And so I think what's really stood out to me, both about trend research and also MPD, is just the amount of shit that people gave. It's like everyone was so engaged. And also let's be transparent, like very competitive. Like people they took it very personal, like the project and like really getting to an an and a result that is just simply incredible and simply amazing. And that kind of motivation, ambition.
and at such a young age. I think that really stood out to me. And I still remember to this day, Martin Schöder, who was another uh student in our class, he was also until today, a dear friend. he was I think in a group, I'm not sure if it was yours, they had this like three D body scanner and they were like three D printing. I can't re exactly remember what it was, but I remember the pitch and the presentation.
being so insanely amazing, like he was standing there and the machine was scanning him and it looked like something straight out of a sci-fi movie. And like it's just there was all these elements that just set the bar really high and everyone really gave a shit. And people were like working at the center super late, like staying nights, like really trying to just create something that was amazing.
And I still remember s some of these situations where I was just sitting there and like, okay, holy shit, okay, this is where the bar is. And then we put in another twenty-four hours, refine this part of the pitch, refine that part of the business model.
did some more user research here. Like I th those are just moments that I think to me really early on just showed that if you put motivation and you put energy behind an amazing group of people who equally give a shit about the world, pretty amazing things can grow from
Yeah, absolutely. And I do think w when I think that face and and to make to s those of the listeners that felt earlier when felt felt themselves and you did that that some people were giving a shit, I think I was sometimes at university also the person that maybe wouldn't give as much of a shit.

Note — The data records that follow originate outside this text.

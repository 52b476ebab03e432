//! In-process imitation of Airtable's record endpoints.
//!
//! Serves `GET`/`POST /v0/{base_id}/{table}` and
//! `PUT /v0/{base_id}/{table}/{record_id}` with Airtable's query parameters,
//! bearer-token check, `offset` pagination and error body shape. Tables
//! spring into existence on first write and read as empty before that.

pub mod filter;

use std::{
    collections::HashMap,
    sync::{
        atomic::{AtomicUsize, Ordering},
        Arc,
    },
};

use axum::{
    extract::{Path, Query, State},
    http::{header, HeaderMap, StatusCode},
    response::{IntoResponse, Response},
    routing::{get, put},
    Json, Router,
};
use serde::{Deserialize, Serialize};
use serde_json::{json, Map, Value};
use tokio::{net::TcpListener, sync::RwLock};
use tracing::debug;
use uuid::Uuid;

use filter::{cell_text, Filter};

pub const MAX_PAGE_SIZE: usize = 100;
pub const MAX_RECORDS_PER_WRITE: usize = 10;

#[derive(Clone, Debug, Serialize, Deserialize, PartialEq)]
pub struct StoredRecord {
    pub id: String,
    pub fields: Map<String, Value>,
}

/// Shared server state: the API key to accept, every table, and a hit counter.
pub struct MockAirtable {
    api_key: String,
    tables: RwLock<HashMap<String, Vec<StoredRecord>>>,
    requests: AtomicUsize,
}

pub type Db = Arc<MockAirtable>;

impl MockAirtable {
    pub fn new(api_key: impl Into<String>) -> Db {
        Arc::new(Self {
            api_key: api_key.into(),
            tables: RwLock::new(HashMap::new()),
            requests: AtomicUsize::new(0),
        })
    }

    /// Insert a record from synchronous code, returning its id.
    ///
    /// Must not be called from inside a tokio runtime; use [`Self::insert`]
    /// there.
    pub fn seed(&self, base_id: &str, table: &str, fields: Map<String, Value>) -> String {
        let record = new_record(fields);
        let id = record.id.clone();
        self.tables
            .blocking_write()
            .entry(table_key(base_id, table))
            .or_default()
            .push(record);
        id
    }

    pub async fn insert(&self, base_id: &str, table: &str, fields: Map<String, Value>) -> String {
        let record = new_record(fields);
        let id = record.id.clone();
        self.tables
            .write()
            .await
            .entry(table_key(base_id, table))
            .or_default()
            .push(record);
        id
    }

    /// Requests received so far, including rejected ones.
    pub fn request_count(&self) -> usize {
        self.requests.load(Ordering::SeqCst)
    }

    fn admit(&self, headers: &HeaderMap) -> Result<(), ApiError> {
        self.requests.fetch_add(1, Ordering::SeqCst);
        let expected = format!("Bearer {}", self.api_key);
        match headers.get(header::AUTHORIZATION).and_then(|v| v.to_str().ok()) {
            Some(value) if value == expected => Ok(()),
            _ => Err(ApiError::new(
                StatusCode::UNAUTHORIZED,
                "AUTHENTICATION_REQUIRED",
                "Authentication required",
            )),
        }
    }
}

pub fn app(db: Db) -> Router {
    Router::new()
        .route("/v0/{base_id}/{table}", get(list_records).post(create_records))
        .route("/v0/{base_id}/{table}/{record_id}", put(update_record))
        .with_state(db)
}

pub async fn run(listener: TcpListener, db: Db) -> Result<(), std::io::Error> {
    axum::serve(listener, app(db)).await
}

/// Airtable-shaped error: `{"error": {"type": ..., "message": ...}}`.
#[derive(Debug)]
pub struct ApiError {
    status: StatusCode,
    kind: &'static str,
    message: String,
}

impl ApiError {
    fn new(status: StatusCode, kind: &'static str, message: impl Into<String>) -> Self {
        Self {
            status,
            kind,
            message: message.into(),
        }
    }

    fn unprocessable(kind: &'static str, message: impl Into<String>) -> Self {
        Self::new(StatusCode::UNPROCESSABLE_ENTITY, kind, message)
    }
}

impl IntoResponse for ApiError {
    fn into_response(self) -> Response {
        let body = json!({"error": {"type": self.kind, "message": self.message}});
        (self.status, Json(body)).into_response()
    }
}

#[derive(Debug, Default, Deserialize)]
#[serde(rename_all = "camelCase")]
pub struct ListQuery {
    pub page_size: Option<usize>,
    pub offset: Option<String>,
    pub max_records: Option<usize>,
    pub filter_by_formula: Option<String>,
    pub cell_format: Option<String>,
    pub time_zone: Option<String>,
    pub user_locale: Option<String>,
}

#[derive(Deserialize)]
pub struct CreateRecords {
    pub records: Vec<NewRecord>,
}

#[derive(Deserialize)]
pub struct NewRecord {
    pub fields: Map<String, Value>,
}

#[derive(Deserialize)]
pub struct UpdateRecord {
    pub fields: Map<String, Value>,
}

async fn list_records(
    State(db): State<Db>,
    Path((base_id, table)): Path<(String, String)>,
    Query(query): Query<ListQuery>,
    headers: HeaderMap,
) -> Result<Json<Value>, ApiError> {
    db.admit(&headers)?;

    let page_size = query.page_size.unwrap_or(MAX_PAGE_SIZE);
    if page_size == 0 || page_size > MAX_PAGE_SIZE {
        return Err(ApiError::unprocessable(
            "INVALID_PAGE_SIZE",
            format!("pageSize must be between 1 and {MAX_PAGE_SIZE}"),
        ));
    }
    let as_string = string_cells(&query)?;
    let filter = query
        .filter_by_formula
        .as_deref()
        .map(Filter::parse)
        .transpose()
        .map_err(|e| ApiError::unprocessable("INVALID_FILTER_BY_FORMULA", e))?;
    let start = match query.offset.as_deref() {
        None => 0,
        Some(offset) => parse_offset(offset).ok_or_else(|| {
            ApiError::unprocessable("LIST_RECORDS_ITERATOR_NOT_AVAILABLE", "invalid offset")
        })?,
    };

    let tables = db.tables.read().await;
    let matched: Vec<&StoredRecord> = tables
        .get(&table_key(&base_id, &table))
        .into_iter()
        .flatten()
        .filter(|r| filter.as_ref().map_or(true, |f| f.matches(&r.fields)))
        .take(query.max_records.unwrap_or(usize::MAX))
        .collect();

    let end = start.saturating_add(page_size).min(matched.len());
    let page: Vec<Value> = matched
        .get(start..end)
        .unwrap_or_default()
        .iter()
        .map(|r| render(r, as_string))
        .collect();
    debug!(%table, start, returned = page.len(), total = matched.len(), "listed records");

    let mut body = json!({ "records": page });
    if end < matched.len() {
        body["offset"] = Value::String(format!("itr{end}"));
    }
    Ok(Json(body))
}

async fn create_records(
    State(db): State<Db>,
    Path((base_id, table)): Path<(String, String)>,
    headers: HeaderMap,
    Json(input): Json<CreateRecords>,
) -> Result<Json<Value>, ApiError> {
    db.admit(&headers)?;
    if input.records.is_empty() || input.records.len() > MAX_RECORDS_PER_WRITE {
        return Err(ApiError::unprocessable(
            "INVALID_RECORDS",
            format!("between 1 and {MAX_RECORDS_PER_WRITE} records per request"),
        ));
    }

    let created: Vec<StoredRecord> = input.records.into_iter().map(|r| new_record(r.fields)).collect();
    db.tables
        .write()
        .await
        .entry(table_key(&base_id, &table))
        .or_default()
        .extend(created.iter().cloned());
    debug!(%table, count = created.len(), "created records");

    let records: Vec<Value> = created.iter().map(|r| render(r, false)).collect();
    Ok(Json(json!({ "records": records })))
}

async fn update_record(
    State(db): State<Db>,
    Path((base_id, table, record_id)): Path<(String, String, String)>,
    headers: HeaderMap,
    Json(input): Json<UpdateRecord>,
) -> Result<Json<Value>, ApiError> {
    db.admit(&headers)?;
    let mut tables = db.tables.write().await;
    let record = tables
        .get_mut(&table_key(&base_id, &table))
        .and_then(|records| records.iter_mut().find(|r| r.id == record_id))
        .ok_or_else(|| ApiError::new(StatusCode::NOT_FOUND, "NOT_FOUND", "Could not find record"))?;
    record.fields = input.fields;
    Ok(Json(render(record, false)))
}

/// Whether cells should be rendered as strings; `cellFormat=string` needs
/// both `timeZone` and `userLocale`.
fn string_cells(query: &ListQuery) -> Result<bool, ApiError> {
    match query.cell_format.as_deref() {
        None | Some("json") => Ok(false),
        Some("string") if query.time_zone.is_some() && query.user_locale.is_some() => Ok(true),
        Some("string") => Err(ApiError::unprocessable(
            "INVALID_REQUEST_UNKNOWN",
            "timeZone and userLocale are required when cellFormat is string",
        )),
        Some(other) => Err(ApiError::unprocessable(
            "INVALID_REQUEST_UNKNOWN",
            format!("unknown cellFormat `{other}`"),
        )),
    }
}

fn parse_offset(offset: &str) -> Option<usize> {
    offset.strip_prefix("itr")?.parse().ok()
}

fn render(record: &StoredRecord, as_string: bool) -> Value {
    let fields: Map<String, Value> = if as_string {
        record
            .fields
            .iter()
            .map(|(k, v)| (k.clone(), Value::String(cell_text(v))))
            .collect()
    } else {
        record.fields.clone()
    };
    json!({
        "id": record.id,
        "createdTime": "2024-01-01T00:00:00.000Z",
        "fields": fields,
    })
}

fn new_record(fields: Map<String, Value>) -> StoredRecord {
    let suffix = Uuid::new_v4().simple().to_string();
    StoredRecord {
        id: format!("rec{}", &suffix[..14]),
        fields,
    }
}

fn table_key(base_id: &str, table: &str) -> String {
    format!("{base_id}/{table}")
}

#[cfg(test)]
mod tests {
    use super::*;

    fn fields(value: Value) -> Map<String, Value> {
        value.as_object().unwrap().clone()
    }

    #[test]
    fn new_record_ids_look_like_airtable_ids() {
        let record = new_record(Map::new());
        assert!(record.id.starts_with("rec"));
        assert_eq!(record.id.len(), 17);
        assert_ne!(record.id, new_record(Map::new()).id);
    }

    #[test]
    fn offset_roundtrips_through_cursor_format() {
        assert_eq!(parse_offset("itr0"), Some(0));
        assert_eq!(parse_offset("itr250"), Some(250));
        assert_eq!(parse_offset("rec123"), None);
        assert_eq!(parse_offset("itr-1"), None);
    }

    #[test]
    fn render_as_string_stringifies_cells() {
        let record = StoredRecord {
            id: "rec1".to_string(),
            fields: fields(json!({"n": 3, "tags": ["a", "b"], "name": "x"})),
        };
        let rendered = render(&record, true);
        assert_eq!(rendered["fields"], json!({"n": "3", "tags": "a, b", "name": "x"}));
        assert_eq!(render(&record, false)["fields"]["n"], 3);
    }

    #[test]
    fn string_cells_requires_locale_and_zone() {
        let query = ListQuery {
            cell_format: Some("string".to_string()),
            time_zone: Some("UTC".to_string()),
            ..Default::default()
        };
        assert!(string_cells(&query).is_err());
        let query = ListQuery {
            user_locale: Some("en-gb".to_string()),
            ..query
        };
        assert!(string_cells(&query).unwrap());
        assert!(!string_cells(&ListQuery::default()).unwrap());
    }

    #[test]
    fn seed_counts_as_no_request() {
        let db = MockAirtable::new("key");
        let id = db.seed("app", "Table", fields(json!({"a": 1})));
        assert!(id.starts_with("rec"));
        assert_eq!(db.request_count(), 0);
    }
}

But it it was different at C D T M because it was just it felt so much more relevant and so much more fun to actually do these projects and really lean in because it was not like, Oh yeah, we have to do this weird paper and we'll work together on whatever but it was like yeah, MPD was Building almost a little startup. And it I think that was one of the key things. And independent if you're ever interested in building a startup, but it just shows you these steps that are
that you could go through again and again with a different idea with a new project, as long as you have a good team, that you just guided you through yeah, if I'll just have to understand the problem, find a solution, discuss that, build a prototype, test it, talk to users, all of these things. Did you all of a sudden realize
Fucking easy to build a company. It's really hard and to scale it and you pe need to be lucky and we can make an entire other po episode podcast talking about all our learnings about How hard it is to scale and make companies successful. But really, starting a company is excredi incredibly easy. But unless you've gone through that once and that's in a really safe environment, you don't re realize that.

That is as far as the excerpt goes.